The first U.S. stimulus package was launched in February 2009, when President Obama signed into law a $787 billion stimulus bill that included tax cuts, infrastructure spending and other measures to spur the economy. In addition, Congress on July 23 passed a $34 billion measure to extend unemployment benefits. And on Tuesday, it passed legislation giving $26 billion to the states for teachers and Medicaid assistance, both likely to help boost spending.

But the recent litany of bad tidings has renewed the debate about whether further stimulus spending is necessary to reinvigorate the economy. And not surprisingly, economists are split in their answers.

Nobel Prize-winning economist Robert M. Solow published an appeal to the government on the Daily Beast website to "get our economy moving again, and soon." He said the federal government could give the economy a push by either increasing public spending or through "carefully targeted" tax reductions.

But Robert Rubin, who served as Treasury Secretary under President Bill Clinton, came out against another round of fiscal stimulus. Speaking on CNN, Rubin said a major new spending would create more uncertainty and undermine confidence.

Government Spending as a Gap-Filler

Augustine Faucher, director of macroeconomics at Moody's economy.com, says the economy would benefit from another $50 billion in aid to states and localities to keep more government employees from being laid off. "We're still going to see substantial layoffs at the state and local level," Faucher says.

Jon Shure, director of the state fiscal project at the Center on Budget and Policy Priorities in Washington, D.C., says the stimulus package adopted in 2009 was the right medicine and needed to be extended.

"It's safe to say that states are going to continue to have problems meeting peoples' needs for the foreseeable future, and it's appropriate for the federal government to be thinking about the role it can play," Shure says. " With the private sector faltering the way it is today, state and local government spending is a huge driver of the national economy."

In addition to more state aid, Faucher says he'd like to see the federal government continue spending on infrastructure projects because of the huge unemployment problem in the construction sector.
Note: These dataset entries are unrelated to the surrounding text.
//! Key and mouse bindings: arrows or vim keys for the cursor, click to pick a tile.

use crossterm::event::{KeyCode, KeyEvent, KeyModifiers, MouseButton, MouseEvent, MouseEventKind};

/// Action from a key press or mouse event.
#[derive(Debug, Clone, Copy, PartialEq, Eq)]
pub enum Action {
    Up,
    Down,
    Left,
    Right,
    /// Enter / Space: activate the tile under the cursor, or the menu entry.
    Activate,
    /// Left click at a terminal position.
    Click { column: u16, row: u16 },
    Reset,
    Quit,
    None,
}

/// Map key event to action. Supports both normal (arrows, enter) and vim (hjkl) keys.
pub fn key_to_action(key: KeyEvent) -> Action {
    let KeyEvent { code, modifiers, .. } = key;
    if modifiers == KeyModifiers::CONTROL && code == KeyCode::Char('c') {
        return Action::Quit;
    }
    if !(modifiers.is_empty() || modifiers == KeyModifiers::SHIFT) {
        return Action::None;
    }
    match code {
        KeyCode::Char('q') | KeyCode::Esc => Action::Quit,
        KeyCode::Char('r') | KeyCode::Char('R') => Action::Reset,
        KeyCode::Left | KeyCode::Char('h') => Action::Left,
        KeyCode::Right | KeyCode::Char('l') => Action::Right,
        KeyCode::Up | KeyCode::Char('k') => Action::Up,
        KeyCode::Down | KeyCode::Char('j') => Action::Down,
        KeyCode::Enter | KeyCode::Char(' ') => Action::Activate,
        _ => Action::None,
    }
}

/// Left button presses become clicks; everything else is ignored.
pub fn mouse_to_action(mouse: MouseEvent) -> Action {
    match mouse.kind {
        MouseEventKind::Down(MouseButton::Left) => Action::Click {
            column: mouse.column,
            row: mouse.row,
        },
        _ => Action::None,
    }
}

#[cfg(test)]
mod tests {
    use super::*;
    use crossterm::event::KeyEventKind;

    fn key(code: KeyCode, modifiers: KeyModifiers) -> KeyEvent {
        KeyEvent::new_with_kind(code, modifiers, KeyEventKind::Press)
    }

    fn mouse(kind: MouseEventKind) -> MouseEvent {
        MouseEvent {
            kind,
            column: 12,
            row: 7,
            modifiers: KeyModifiers::NONE,
        }
    }

    #[test]
    fn test_arrow_and_vim_keys_agree() {
        let none = KeyModifiers::NONE;
        assert_eq!(key_to_action(key(KeyCode::Left, none)), Action::Left);
        assert_eq!(key_to_action(key(KeyCode::Char('h'), none)), Action::Left);
        assert_eq!(key_to_action(key(KeyCode::Down, none)), Action::Down);
        assert_eq!(key_to_action(key(KeyCode::Char('j'), none)), Action::Down);
        assert_eq!(key_to_action(key(KeyCode::Enter, none)), Action::Activate);
        assert_eq!(key_to_action(key(KeyCode::Char(' '), none)), Action::Activate);
    }

    #[test]
    fn test_reset_and_quit() {
        assert_eq!(
            key_to_action(key(KeyCode::Char('R'), KeyModifiers::SHIFT)),
            Action::Reset
        );
        assert_eq!(
            key_to_action(key(KeyCode::Esc, KeyModifiers::NONE)),
            Action::Quit
        );
        assert_eq!(
            key_to_action(key(KeyCode::Char('c'), KeyModifiers::CONTROL)),
            Action::Quit
        );
        assert_eq!(
            key_to_action(key(KeyCode::Char('r'), KeyModifiers::ALT)),
            Action::None
        );
    }

    #[test]
    fn test_only_left_press_clicks() {
        assert_eq!(
            mouse_to_action(mouse(MouseEventKind::Down(MouseButton::Left))),
            Action::Click { column: 12, row: 7 }
        );
        assert_eq!(
            mouse_to_action(mouse(MouseEventKind::Down(MouseButton::Right))),
            Action::None
        );
        assert_eq!(mouse_to_action(mouse(MouseEventKind::Moved)), Action::None);
    }
}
He also recommends that all of the Bush tax cuts, which are due to expire in January, should be extended for a period of years, including the cuts aimed at the top tax brackets of people earning more than $200,000 a year.
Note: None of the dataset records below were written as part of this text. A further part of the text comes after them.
//! Samegametui: SameGame-style tile-clearing puzzle in the terminal.

mod app;
mod board;
mod compact;
mod game;
mod highscores;
mod input;
mod region;
mod score;
mod theme;
mod ui;

use anyhow::{Context, Result};
use app::App;
use board::BoardConfig;
use clap::{Parser, ValueEnum};
use std::path::{Path, PathBuf};
use tracing_subscriber::EnvFilter;

/// Options derived from CLI that affect game behaviour (board shape, colours, seed).
#[derive(Debug, Clone)]
pub struct GameConfig {
    pub board: BoardConfig,
    pub seed: Option<u64>,
}

fn main() -> Result<()> {
    let args = Args::parse();
    if let Some(path) = &args.log_file {
        init_logging(path)?;
    }
    let board = BoardConfig::new(args.width, args.height, args.colors)
        .context("invalid board configuration")?;
    let theme = theme::Theme::load_or_default(args.theme.as_deref(), args.palette);
    let config = GameConfig {
        board,
        seed: args.seed,
    };
    tracing::info!(?config, "starting");
    let mut app = App::new(config, theme, args.no_menu, highscores::HighScores::load());
    app.run()?;
    Ok(())
}

/// Log to a file: stdout belongs to the TUI.
fn init_logging(path: &Path) -> Result<()> {
    let log_file = std::fs::File::create(path)
        .with_context(|| format!("cannot create log file {}", path.display()))?;
    tracing_subscriber::fmt()
        .with_env_filter(
            EnvFilter::try_from_default_env().unwrap_or_else(|_| EnvFilter::new("info")),
        )
        .with_writer(std::sync::Arc::new(log_file))
        .with_ansi(false)
        .init();
    Ok(())
}

/// SameGame-style puzzle in the terminal.
#[derive(Debug, Parser)]
#[command(
    name = "samegametui",
    version,
    about = "SameGame in the terminal. Remove groups of two or more same-coloured tiles; the rest fall and slide left.",
    long_about = "Samegametui is a terminal take on SameGame.\n\n\
        Select a group of at least two orthogonally connected tiles of one colour, then select it \
        again to remove it. Tiles above fall down and empty columns close up to the left. \
        Removing n tiles scores (n-2)^2. The game ends when no group of two is left.\n\n\
        CONTROLS:\n  Mouse       Click a group to select, click again to remove\n  \
        Arrows/hjkl Move cursor   Enter/Space  Select / remove\n  \
        R           New board     Q / Esc      Back to menu / quit"
)]
pub struct Args {
    /// Board width in columns (5-25).
    #[arg(long, default_value = "20", value_name = "COLS")]
    pub width: usize,

    /// Board height in rows (5-20).
    #[arg(long, default_value = "10", value_name = "ROWS")]
    pub height: usize,

    /// Number of tile colours (4-6).
    #[arg(short, long, default_value = "5", value_name = "N")]
    pub colors: u8,

    /// Seed for the board generator; the same seed deals the same boards.
    #[arg(long, value_name = "SEED")]
    pub seed: Option<u64>,

    /// Path to theme file (btop-style theme[key]=\"value\"). Uses One Dark if not set.
    #[arg(short, long, value_name = "FILE")]
    pub theme: Option<PathBuf>,

    /// Colour palette: normal (theme), high-contrast, or colorblind.
    #[arg(long, default_value = "normal")]
    pub palette: Palette,

    /// Skip main menu and start game immediately.
    #[arg(long)]
    pub no_menu: bool,

    /// Write logs to this file (filter with RUST_LOG, default info).
    #[arg(long, value_name = "FILE")]
    pub log_file: Option<PathBuf>,
}

#[derive(Debug, Clone, Copy, PartialEq, Eq, Default, ValueEnum)]
pub enum Palette {
    #[default]
    Normal,

    #[value(alias = "highcontrast", alias = "contrast")]
    HighContrast,

    #[value(alias = "colourblind")]
    Colorblind,
}

#[cfg(test)]
mod tests {
    use super::*;

    #[test]
    fn test_args_defaults() {
        let args = Args::try_parse_from(["samegametui"]).unwrap();
        assert_eq!((args.width, args.height, args.colors), (20, 10, 5));
        assert_eq!(args.palette, Palette::Normal);
        assert!(args.seed.is_none());
    }

    #[test]
    fn test_args_palette_alias() {
        let args =
            Args::try_parse_from(["samegametui", "--palette", "colourblind", "-c", "6"]).unwrap();
        assert_eq!(args.palette, Palette::Colorblind);
        assert_eq!(args.colors, 6);
    }

    #[test]
    fn test_args_verify() {
        use clap::CommandFactory;
        Args::command().debug_assert();
    }
}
Says Faucher: "Given the fragility of the economy, you don't want to take the risk that higher taxes could upset the people who account for the bulk of spending." However, Treasury Secretary Timothy Geithner says the administration opposes continuing the tax cuts for the wealthy.

More Debt Means Less Growth

Increased federal spending has raised concerns among some economists about the impact on the federal deficit.

In a study published Wednesday, Kenneth Rogoff, a professor of economics at Harvard, and Carmen M. Reinhart, an economics professor at the University of Maryland, examined spending data from 44 countries over 200 years. They found, for example, that public sector debt in the U.S. has reached 117% of GDP in the first quarter of 2010, the highest it's been since reaching 119% of GDP in 1945.

Rogoff and Reinhart concluded that two centuries of statistics show conclusively that "high levels of debt dampen growth." They say that means the bigger the deficit we run today, even in the short term, the longer it will be before economic growth returns to healthy levels and can lift the economy out of the doldrums.

Still, don't expect that to be the last word in the newly refueled stimulus debate.